After finding the line that contains "title or description" in the entries below, retype it and every following line precisely, the last included.

> [DATA TO EXAMINE]
┄┄┄┄┄┄
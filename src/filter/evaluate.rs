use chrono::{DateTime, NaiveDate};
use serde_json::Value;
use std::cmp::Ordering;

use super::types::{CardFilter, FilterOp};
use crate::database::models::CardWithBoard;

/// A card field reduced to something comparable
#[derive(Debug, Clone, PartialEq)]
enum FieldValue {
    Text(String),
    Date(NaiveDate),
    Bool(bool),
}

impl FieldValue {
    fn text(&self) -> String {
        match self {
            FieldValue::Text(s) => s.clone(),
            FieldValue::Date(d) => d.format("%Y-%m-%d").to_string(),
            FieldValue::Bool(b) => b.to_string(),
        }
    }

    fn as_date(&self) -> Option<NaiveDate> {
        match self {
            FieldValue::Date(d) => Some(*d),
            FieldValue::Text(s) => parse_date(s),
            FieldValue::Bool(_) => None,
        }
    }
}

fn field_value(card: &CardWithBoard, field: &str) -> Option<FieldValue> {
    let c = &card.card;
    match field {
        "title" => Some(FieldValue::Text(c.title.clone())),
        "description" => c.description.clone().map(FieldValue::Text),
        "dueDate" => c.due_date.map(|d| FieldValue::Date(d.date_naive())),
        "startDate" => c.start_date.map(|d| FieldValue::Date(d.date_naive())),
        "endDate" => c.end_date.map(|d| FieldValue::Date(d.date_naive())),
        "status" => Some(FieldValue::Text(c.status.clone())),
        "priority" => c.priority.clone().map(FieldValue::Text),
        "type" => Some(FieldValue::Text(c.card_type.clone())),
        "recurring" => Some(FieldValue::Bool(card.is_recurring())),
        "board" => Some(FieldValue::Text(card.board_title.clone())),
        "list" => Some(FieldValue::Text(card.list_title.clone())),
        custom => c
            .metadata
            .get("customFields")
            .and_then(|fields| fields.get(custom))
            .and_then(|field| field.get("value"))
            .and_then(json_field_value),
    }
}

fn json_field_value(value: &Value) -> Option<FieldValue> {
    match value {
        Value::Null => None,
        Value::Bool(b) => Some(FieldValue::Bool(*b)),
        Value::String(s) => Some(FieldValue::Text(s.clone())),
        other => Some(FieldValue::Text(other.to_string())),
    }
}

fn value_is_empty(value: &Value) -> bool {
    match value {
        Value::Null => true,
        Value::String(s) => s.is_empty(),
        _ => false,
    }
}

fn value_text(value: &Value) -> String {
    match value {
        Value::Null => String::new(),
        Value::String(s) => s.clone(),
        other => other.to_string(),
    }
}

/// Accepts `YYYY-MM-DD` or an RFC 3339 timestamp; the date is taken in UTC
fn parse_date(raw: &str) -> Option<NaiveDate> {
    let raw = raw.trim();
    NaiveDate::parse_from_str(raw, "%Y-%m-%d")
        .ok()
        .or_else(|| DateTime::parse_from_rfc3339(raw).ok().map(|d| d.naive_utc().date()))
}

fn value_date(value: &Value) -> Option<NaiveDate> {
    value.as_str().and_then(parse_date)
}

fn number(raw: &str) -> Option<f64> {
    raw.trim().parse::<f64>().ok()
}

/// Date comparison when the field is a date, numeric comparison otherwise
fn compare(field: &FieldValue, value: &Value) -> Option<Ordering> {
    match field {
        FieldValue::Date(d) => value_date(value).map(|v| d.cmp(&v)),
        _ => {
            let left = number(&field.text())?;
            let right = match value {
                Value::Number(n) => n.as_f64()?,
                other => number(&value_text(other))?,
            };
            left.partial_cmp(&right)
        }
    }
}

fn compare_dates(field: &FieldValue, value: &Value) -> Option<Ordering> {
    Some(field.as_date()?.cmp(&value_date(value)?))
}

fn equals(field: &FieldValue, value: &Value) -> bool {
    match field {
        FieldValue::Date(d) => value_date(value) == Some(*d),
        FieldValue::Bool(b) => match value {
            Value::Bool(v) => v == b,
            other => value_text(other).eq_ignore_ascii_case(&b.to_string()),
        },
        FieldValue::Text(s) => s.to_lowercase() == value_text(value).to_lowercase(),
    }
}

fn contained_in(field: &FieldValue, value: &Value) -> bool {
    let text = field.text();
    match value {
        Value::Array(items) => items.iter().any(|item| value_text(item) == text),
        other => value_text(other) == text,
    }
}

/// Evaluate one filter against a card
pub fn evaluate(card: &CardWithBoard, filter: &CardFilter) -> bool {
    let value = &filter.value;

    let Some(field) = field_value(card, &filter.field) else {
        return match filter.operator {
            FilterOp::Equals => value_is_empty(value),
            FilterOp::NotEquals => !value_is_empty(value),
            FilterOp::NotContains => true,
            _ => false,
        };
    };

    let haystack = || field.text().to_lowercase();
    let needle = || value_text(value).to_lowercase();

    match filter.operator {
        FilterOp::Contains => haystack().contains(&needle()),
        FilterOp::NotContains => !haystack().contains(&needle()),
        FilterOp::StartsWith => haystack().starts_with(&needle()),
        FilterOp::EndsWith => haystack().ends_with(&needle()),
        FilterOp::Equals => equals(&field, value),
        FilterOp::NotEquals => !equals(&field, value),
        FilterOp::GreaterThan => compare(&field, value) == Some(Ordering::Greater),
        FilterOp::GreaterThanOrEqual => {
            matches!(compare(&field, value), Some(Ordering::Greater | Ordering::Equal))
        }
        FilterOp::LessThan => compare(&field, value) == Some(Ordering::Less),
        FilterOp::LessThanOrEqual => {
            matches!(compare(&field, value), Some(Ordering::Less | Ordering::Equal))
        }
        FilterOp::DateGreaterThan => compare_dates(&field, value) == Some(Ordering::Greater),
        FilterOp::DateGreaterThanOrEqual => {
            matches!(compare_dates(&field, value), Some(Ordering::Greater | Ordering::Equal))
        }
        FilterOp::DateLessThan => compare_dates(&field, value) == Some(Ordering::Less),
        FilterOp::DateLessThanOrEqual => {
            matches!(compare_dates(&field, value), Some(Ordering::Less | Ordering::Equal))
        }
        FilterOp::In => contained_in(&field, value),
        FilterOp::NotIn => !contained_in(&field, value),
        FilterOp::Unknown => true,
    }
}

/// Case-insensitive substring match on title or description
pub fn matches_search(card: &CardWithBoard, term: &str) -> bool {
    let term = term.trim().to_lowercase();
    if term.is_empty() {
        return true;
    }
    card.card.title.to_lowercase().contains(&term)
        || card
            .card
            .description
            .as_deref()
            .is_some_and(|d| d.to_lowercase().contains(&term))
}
┄┄┄┄┄┄
> [WRITTEN REPLY]
/// Case-insensitive substring match on title or description
pub fn matches_search(card: &CardWithBoard, term: &str) -> bool {
    let term = term.trim().to_lowercase();
    if term.is_empty() {
        return true;
    }
    card.card.title.to_lowercase().contains(&term)
        || card
            .card
            .description
            .as_deref()
            .is_some_and(|d| d.to_lowercase().contains(&term))
}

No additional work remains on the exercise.